■ **Exercise requirements**
Where a line holds the word "only", copy it from the records.

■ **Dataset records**
BEGIN
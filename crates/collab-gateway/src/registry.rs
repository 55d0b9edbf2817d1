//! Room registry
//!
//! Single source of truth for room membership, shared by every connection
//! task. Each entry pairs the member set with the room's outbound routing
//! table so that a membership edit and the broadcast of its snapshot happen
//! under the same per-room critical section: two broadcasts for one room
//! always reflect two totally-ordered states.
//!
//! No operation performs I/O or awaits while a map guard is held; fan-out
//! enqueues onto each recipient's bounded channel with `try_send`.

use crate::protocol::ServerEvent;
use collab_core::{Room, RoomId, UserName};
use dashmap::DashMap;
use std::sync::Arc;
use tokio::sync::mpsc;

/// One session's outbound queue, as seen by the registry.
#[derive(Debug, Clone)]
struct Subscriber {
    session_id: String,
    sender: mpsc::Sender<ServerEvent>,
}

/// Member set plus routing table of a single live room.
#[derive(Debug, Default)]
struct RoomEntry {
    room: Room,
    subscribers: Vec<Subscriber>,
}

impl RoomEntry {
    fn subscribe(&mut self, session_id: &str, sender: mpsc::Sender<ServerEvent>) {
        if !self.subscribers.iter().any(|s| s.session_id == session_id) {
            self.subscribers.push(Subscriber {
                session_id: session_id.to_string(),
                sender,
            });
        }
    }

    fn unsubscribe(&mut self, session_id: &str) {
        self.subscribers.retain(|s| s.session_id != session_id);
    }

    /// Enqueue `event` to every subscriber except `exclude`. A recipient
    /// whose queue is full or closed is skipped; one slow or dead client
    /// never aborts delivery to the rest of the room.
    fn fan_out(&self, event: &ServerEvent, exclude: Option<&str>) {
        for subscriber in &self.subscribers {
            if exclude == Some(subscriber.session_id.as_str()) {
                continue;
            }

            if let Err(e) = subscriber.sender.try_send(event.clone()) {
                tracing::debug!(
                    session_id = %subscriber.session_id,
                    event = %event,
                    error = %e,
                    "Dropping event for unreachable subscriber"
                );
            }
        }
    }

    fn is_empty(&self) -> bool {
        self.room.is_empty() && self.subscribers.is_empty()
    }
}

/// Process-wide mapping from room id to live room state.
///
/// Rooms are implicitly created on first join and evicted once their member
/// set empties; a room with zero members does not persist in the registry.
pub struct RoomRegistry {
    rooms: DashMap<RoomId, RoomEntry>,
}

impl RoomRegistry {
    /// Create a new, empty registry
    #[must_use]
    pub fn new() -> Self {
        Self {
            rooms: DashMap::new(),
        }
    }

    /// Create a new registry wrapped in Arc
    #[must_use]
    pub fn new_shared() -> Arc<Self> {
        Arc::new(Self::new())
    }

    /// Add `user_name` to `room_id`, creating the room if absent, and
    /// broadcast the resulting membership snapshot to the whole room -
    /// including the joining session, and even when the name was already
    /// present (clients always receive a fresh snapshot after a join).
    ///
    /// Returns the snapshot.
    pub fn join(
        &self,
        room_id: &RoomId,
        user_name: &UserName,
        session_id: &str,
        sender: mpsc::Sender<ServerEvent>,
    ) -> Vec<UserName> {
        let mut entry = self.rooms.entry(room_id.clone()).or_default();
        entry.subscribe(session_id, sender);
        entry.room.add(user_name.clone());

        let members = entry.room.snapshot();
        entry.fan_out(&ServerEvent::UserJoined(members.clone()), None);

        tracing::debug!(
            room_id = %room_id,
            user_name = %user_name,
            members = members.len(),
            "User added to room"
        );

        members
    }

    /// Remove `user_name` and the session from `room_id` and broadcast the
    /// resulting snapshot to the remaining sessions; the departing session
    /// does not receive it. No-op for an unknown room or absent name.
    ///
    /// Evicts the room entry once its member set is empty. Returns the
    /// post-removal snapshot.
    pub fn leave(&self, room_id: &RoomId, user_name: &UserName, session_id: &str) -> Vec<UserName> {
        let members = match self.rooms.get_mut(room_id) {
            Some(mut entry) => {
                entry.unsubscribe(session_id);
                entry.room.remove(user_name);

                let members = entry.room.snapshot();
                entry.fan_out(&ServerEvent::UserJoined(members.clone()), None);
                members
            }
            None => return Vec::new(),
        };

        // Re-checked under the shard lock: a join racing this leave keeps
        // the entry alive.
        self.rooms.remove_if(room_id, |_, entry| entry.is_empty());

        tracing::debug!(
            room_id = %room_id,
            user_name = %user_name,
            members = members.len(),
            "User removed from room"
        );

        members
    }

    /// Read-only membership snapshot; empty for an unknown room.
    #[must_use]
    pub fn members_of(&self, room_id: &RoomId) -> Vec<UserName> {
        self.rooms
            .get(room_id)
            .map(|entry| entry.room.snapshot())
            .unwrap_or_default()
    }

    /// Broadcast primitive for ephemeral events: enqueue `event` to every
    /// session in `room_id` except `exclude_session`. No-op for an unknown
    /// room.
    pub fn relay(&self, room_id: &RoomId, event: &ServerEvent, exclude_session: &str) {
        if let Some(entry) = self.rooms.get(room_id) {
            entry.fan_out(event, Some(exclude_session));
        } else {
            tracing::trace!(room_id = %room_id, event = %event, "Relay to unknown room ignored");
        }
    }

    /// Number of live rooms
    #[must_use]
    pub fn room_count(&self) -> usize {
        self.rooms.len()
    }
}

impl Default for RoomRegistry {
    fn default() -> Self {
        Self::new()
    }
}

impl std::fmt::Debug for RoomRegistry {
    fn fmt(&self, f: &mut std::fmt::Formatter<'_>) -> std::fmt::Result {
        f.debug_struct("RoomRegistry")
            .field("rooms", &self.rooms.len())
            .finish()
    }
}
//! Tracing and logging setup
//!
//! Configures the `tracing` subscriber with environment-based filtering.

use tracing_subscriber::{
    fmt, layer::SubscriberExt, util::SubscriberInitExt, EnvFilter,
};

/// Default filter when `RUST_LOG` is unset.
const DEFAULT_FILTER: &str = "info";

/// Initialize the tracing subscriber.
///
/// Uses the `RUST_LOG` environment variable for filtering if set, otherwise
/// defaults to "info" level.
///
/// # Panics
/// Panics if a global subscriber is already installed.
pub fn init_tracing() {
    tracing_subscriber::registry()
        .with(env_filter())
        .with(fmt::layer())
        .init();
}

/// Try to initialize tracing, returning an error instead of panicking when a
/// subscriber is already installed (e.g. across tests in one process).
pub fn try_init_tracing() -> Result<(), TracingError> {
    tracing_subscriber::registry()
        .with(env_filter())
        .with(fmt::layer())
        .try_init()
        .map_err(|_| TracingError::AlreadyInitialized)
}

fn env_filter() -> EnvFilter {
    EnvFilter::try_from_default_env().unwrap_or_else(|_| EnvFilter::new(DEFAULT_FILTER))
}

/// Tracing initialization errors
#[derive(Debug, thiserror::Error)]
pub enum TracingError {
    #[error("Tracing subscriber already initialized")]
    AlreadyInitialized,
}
END
BEGIN
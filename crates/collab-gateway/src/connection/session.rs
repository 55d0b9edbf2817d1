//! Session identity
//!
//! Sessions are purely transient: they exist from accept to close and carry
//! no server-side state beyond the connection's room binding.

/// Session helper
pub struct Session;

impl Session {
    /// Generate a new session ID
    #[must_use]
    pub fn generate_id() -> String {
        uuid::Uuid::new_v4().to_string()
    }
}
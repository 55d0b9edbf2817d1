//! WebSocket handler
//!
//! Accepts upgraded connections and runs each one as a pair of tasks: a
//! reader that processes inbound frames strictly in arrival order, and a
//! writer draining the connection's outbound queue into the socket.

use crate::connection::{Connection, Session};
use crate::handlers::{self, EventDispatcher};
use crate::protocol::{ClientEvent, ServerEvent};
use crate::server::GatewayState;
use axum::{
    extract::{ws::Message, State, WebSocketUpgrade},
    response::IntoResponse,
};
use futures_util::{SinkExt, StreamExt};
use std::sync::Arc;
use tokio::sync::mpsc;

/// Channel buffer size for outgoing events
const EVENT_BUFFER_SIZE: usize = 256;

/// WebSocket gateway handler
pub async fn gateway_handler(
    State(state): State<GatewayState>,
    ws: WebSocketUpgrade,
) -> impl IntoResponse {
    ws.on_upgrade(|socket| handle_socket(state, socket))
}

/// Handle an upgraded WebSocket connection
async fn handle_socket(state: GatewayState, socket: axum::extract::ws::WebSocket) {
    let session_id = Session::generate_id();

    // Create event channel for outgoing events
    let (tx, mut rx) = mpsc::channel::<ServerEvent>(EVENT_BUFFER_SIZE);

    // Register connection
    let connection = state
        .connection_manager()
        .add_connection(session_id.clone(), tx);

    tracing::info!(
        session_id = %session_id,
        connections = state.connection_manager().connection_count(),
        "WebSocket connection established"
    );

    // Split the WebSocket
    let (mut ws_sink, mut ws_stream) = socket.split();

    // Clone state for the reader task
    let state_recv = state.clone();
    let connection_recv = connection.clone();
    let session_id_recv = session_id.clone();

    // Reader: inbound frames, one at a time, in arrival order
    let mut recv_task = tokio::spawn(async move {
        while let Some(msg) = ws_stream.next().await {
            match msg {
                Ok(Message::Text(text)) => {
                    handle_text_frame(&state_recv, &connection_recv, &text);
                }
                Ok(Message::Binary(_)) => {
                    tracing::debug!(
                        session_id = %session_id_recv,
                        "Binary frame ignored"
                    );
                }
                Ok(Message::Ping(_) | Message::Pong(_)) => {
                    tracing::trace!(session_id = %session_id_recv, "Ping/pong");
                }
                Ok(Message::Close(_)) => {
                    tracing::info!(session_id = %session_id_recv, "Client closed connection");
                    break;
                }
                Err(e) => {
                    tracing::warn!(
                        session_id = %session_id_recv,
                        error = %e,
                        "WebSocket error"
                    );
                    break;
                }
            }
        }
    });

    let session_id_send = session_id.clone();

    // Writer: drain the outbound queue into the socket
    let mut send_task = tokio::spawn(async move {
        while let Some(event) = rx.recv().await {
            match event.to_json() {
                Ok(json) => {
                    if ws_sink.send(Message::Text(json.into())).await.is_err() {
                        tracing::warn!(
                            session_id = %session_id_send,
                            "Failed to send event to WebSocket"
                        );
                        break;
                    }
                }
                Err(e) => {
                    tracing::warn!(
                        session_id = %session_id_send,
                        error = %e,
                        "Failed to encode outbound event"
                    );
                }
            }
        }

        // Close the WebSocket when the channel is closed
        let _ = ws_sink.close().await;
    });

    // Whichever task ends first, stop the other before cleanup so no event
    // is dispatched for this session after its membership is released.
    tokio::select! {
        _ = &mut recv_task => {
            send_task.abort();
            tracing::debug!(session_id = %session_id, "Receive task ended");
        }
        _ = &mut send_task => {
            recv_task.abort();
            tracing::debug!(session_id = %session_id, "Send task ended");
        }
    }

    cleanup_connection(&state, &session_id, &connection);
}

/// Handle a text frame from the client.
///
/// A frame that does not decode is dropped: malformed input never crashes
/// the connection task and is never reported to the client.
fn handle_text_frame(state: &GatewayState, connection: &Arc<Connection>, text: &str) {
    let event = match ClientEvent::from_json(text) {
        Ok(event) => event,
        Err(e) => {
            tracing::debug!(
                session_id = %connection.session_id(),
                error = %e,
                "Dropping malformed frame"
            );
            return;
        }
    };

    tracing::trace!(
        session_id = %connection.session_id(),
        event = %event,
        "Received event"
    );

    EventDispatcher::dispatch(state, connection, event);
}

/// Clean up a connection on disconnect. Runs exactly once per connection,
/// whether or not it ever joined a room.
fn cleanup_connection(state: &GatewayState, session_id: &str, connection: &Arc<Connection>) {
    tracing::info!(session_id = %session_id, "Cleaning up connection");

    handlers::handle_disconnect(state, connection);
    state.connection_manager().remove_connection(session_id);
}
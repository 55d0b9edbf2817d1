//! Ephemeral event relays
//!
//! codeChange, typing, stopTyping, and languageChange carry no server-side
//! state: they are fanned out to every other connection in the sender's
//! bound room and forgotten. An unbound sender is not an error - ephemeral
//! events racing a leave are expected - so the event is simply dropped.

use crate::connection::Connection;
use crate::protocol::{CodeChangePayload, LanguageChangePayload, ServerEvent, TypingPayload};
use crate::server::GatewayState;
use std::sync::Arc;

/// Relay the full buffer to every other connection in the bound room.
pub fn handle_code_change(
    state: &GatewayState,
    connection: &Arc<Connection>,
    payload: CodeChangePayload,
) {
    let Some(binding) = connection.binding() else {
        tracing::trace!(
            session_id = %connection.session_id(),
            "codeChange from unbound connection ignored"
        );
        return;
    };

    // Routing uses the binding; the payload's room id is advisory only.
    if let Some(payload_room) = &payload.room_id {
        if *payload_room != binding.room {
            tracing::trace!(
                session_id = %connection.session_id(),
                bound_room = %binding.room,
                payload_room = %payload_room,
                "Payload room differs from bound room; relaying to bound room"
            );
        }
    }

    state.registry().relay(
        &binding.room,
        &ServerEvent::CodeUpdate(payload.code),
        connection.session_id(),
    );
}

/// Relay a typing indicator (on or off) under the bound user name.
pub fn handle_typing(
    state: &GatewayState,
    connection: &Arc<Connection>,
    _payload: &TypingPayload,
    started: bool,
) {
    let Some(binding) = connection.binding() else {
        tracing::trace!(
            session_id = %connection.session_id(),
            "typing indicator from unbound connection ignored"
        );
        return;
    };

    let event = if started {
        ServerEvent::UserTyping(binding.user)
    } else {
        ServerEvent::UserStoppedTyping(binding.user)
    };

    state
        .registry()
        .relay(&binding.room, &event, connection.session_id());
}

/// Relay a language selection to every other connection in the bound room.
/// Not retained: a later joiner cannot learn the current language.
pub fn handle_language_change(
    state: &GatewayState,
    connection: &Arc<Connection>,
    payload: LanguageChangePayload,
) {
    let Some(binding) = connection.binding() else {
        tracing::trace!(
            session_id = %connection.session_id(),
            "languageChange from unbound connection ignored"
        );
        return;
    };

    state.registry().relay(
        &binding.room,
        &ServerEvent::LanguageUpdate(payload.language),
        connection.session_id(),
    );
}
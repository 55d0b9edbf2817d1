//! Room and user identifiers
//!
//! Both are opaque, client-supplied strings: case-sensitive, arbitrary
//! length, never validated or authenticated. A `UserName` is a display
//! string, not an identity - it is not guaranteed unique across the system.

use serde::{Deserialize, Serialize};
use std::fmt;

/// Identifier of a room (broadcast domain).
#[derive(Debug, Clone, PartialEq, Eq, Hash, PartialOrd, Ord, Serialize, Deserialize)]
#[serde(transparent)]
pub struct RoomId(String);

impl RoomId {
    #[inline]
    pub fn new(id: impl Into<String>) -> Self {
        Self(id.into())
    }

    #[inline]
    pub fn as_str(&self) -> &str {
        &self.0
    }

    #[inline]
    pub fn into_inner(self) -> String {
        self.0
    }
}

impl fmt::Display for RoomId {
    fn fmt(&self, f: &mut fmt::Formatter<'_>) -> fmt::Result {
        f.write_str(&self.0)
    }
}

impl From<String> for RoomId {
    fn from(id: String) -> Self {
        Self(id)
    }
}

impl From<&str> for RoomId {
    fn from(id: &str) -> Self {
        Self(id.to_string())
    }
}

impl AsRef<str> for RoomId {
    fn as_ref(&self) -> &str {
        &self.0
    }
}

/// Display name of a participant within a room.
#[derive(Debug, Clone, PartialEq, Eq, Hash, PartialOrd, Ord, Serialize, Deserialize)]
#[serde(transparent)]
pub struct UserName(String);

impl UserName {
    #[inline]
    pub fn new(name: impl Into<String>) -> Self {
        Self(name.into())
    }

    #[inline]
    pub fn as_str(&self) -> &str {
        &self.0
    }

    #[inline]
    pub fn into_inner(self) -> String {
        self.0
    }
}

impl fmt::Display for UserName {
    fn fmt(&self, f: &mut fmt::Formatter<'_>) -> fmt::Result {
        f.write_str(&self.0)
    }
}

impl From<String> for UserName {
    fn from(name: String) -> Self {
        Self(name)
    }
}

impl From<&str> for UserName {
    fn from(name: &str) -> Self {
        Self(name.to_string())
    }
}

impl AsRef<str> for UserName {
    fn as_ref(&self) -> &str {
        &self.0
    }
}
END
■ **Task response**
    /// Read-only membership snapshot; empty for an unknown room.
    // Routing uses the binding; the payload's room id is advisory only.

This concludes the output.